Stored items
....
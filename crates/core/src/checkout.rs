//! Checkout planning.
//!
//! Turns the laptop selections of a cart into the immutable item snapshot
//! that is persisted with an order. Planning is pure: the caller resolves
//! the referenced catalog records (inside the same transaction that writes
//! the order) and hands them in as a [`CatalogSnapshot`].
//!
//! Selections that can no longer be bought are not silently dropped: they
//! are returned in [`CheckoutPlan::unavailable`] so the caller can report
//! them. When nothing is purchasable the checkout fails with
//! [`CoreError::Unavailable`].

use std::collections::HashSet;

use serde::{Deserialize, Serialize};
use validator::{Validate, ValidationErrors};

use crate::cart::CartItem;
use crate::catalog::{CatalogSnapshot, PricedLine, UnavailableItem};
use crate::error::CoreError;
use crate::types::{DbId, Money};

/// Customer contact details as submitted at checkout.
///
/// Fields are optional at the wire level so a missing field produces a
/// validation error naming it rather than a deserialization failure.
#[derive(Debug, Clone, Default, Serialize, Deserialize, Validate)]
pub struct CustomerInfo {
    #[validate(required, length(min = 1, max = 200))]
    pub customer_name: Option<String>,
    #[validate(required, email)]
    pub email: Option<String>,
    #[validate(required, length(min = 1, max = 50))]
    pub phone: Option<String>,
    #[validate(required, length(min = 1, max = 500))]
    pub address: Option<String>,
}

/// Contact details after validation, trimmed.
#[derive(Debug, Clone, PartialEq, Eq)]
pub struct Customer {
    pub name: String,
    pub email: String,
    pub phone: String,
    pub address: String,
}

impl CustomerInfo {
    /// Validate and trim. Blank values count as missing.
    pub fn into_customer(self) -> Result<Customer, CoreError> {
        validate_input(&self)?;

        let mut blank = Vec::new();
        let mut take = |field: &'static str, value: Option<String>| {
            let value = value.unwrap_or_default().trim().to_string();
            if value.is_empty() {
                blank.push(field);
            }
            value
        };
        let customer = Customer {
            name: take("customer_name", self.customer_name),
            email: take("email", self.email),
            phone: take("phone", self.phone),
            address: take("address", self.address),
        };

        if blank.is_empty() {
            Ok(customer)
        } else {
            Err(CoreError::Validation(format!(
                "Missing required field(s): {}",
                blank.join(", ")
            )))
        }
    }
}

/// Body of `POST /api/orders`.
#[derive(Debug, Clone, Default, Serialize, Deserialize, Validate)]
pub struct PlaceOrderRequest {
    #[serde(flatten)]
    #[validate(nested)]
    pub customer: CustomerInfo,
    #[validate(required)]
    pub items: Option<Vec<CartItem>>,
}

/// Successful response body of `POST /api/orders`.
#[derive(Debug, Clone, Serialize, Deserialize)]
pub struct PlacedOrder {
    pub order_id: String,
    pub total_amount: Money,
    #[serde(default)]
    pub unavailable: Vec<UnavailableItem>,
}

/// A spare part as recorded in an order snapshot.
#[derive(Debug, Clone, PartialEq, Serialize, Deserialize)]
pub struct SnapshotPart {
    pub part_id: DbId,
    pub name: String,
    pub price: Money,
}

/// One purchased laptop, frozen at checkout time.
#[derive(Debug, Clone, PartialEq, Serialize, Deserialize)]
pub struct OrderItemSnapshot {
    pub laptop_id: DbId,
    pub laptop_brand: String,
    pub laptop_model: String,
    pub base_price: Money,
    pub spare_parts: Vec<SnapshotPart>,
    pub total_price: Money,
}

impl From<PricedLine> for OrderItemSnapshot {
    fn from(line: PricedLine) -> Self {
        Self {
            laptop_id: line.laptop.id,
            laptop_brand: line.laptop.brand,
            laptop_model: line.laptop.model,
            base_price: line.base_price,
            spare_parts: line
                .spare_parts
                .into_iter()
                .map(|p| SnapshotPart {
                    part_id: p.id,
                    name: p.name,
                    price: p.price,
                })
                .collect(),
            total_price: line.total_price,
        }
    }
}

/// The order contents decided by [`plan_checkout`].
#[derive(Debug, Clone, PartialEq)]
pub struct CheckoutPlan {
    pub items: Vec<OrderItemSnapshot>,
    pub total_amount: Money,
    pub unavailable: Vec<UnavailableItem>,
}

/// Decide what an order will contain.
///
/// - no lines: [`CoreError::EmptyCart`]
/// - the same laptop twice: [`CoreError::Validation`]
/// - nothing purchasable: [`CoreError::Unavailable`] with every rejection
/// - otherwise the purchasable items, their total, and the rejections
pub fn plan_checkout(
    lines: &[CartItem],
    snapshot: &CatalogSnapshot,
) -> Result<CheckoutPlan, CoreError> {
    if lines.is_empty() {
        return Err(CoreError::EmptyCart);
    }

    let mut seen = HashSet::new();
    if let Some(dup) = lines.iter().find(|l| !seen.insert(l.laptop_id)) {
        return Err(CoreError::Validation(format!(
            "Laptop {} appears more than once in the order",
            dup.laptop_id
        )));
    }

    let mut items = Vec::with_capacity(lines.len());
    let mut unavailable = Vec::new();
    for line in lines {
        match snapshot.price(line.laptop_id, &line.spare_part_ids) {
            Ok(priced) => items.push(OrderItemSnapshot::from(priced)),
            Err(rejected) => unavailable.push(rejected),
        }
    }

    if items.is_empty() {
        return Err(CoreError::Unavailable(unavailable));
    }

    let total_amount = items.iter().map(|i| i.total_price).sum();
    Ok(CheckoutPlan {
        items,
        total_amount,
        unavailable,
    })
}

/// Run `validator` rules and convert failures into a [`CoreError::Validation`]
/// naming every offending field.
pub fn validate_input<T: Validate>(input: &T) -> Result<(), CoreError> {
    input
        .validate()
        .map_err(|errors| CoreError::Validation(describe_errors(&errors)))
}

fn describe_errors(errors: &ValidationErrors) -> String {
    let mut fields: Vec<String> = Vec::new();
    collect_fields(errors, &mut fields);
    fields.sort();
    fields.dedup();
    format!("Missing or invalid field(s): {}", fields.join(", "))
}

fn collect_fields(errors: &ValidationErrors, out: &mut Vec<String>) {
    use validator::ValidationErrorsKind;

    for (field, kind) in errors.errors() {
        match kind {
            ValidationErrorsKind::Field(_) => out.push(field.to_string()),
            // Flattened structs report their own field names.
            ValidationErrorsKind::Struct(nested) => collect_fields(nested, out),
            ValidationErrorsKind::List(list) => {
                for nested in list.values() {
                    collect_fields(nested, out);
                }
            }
        }
    }
}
....
### What is required
Copy out every line of the data that includes "them".

### Answer to the problem
//! the order) and hands them in as a [`CatalogSnapshot`].
//! them. When nothing is purchasable the checkout fails with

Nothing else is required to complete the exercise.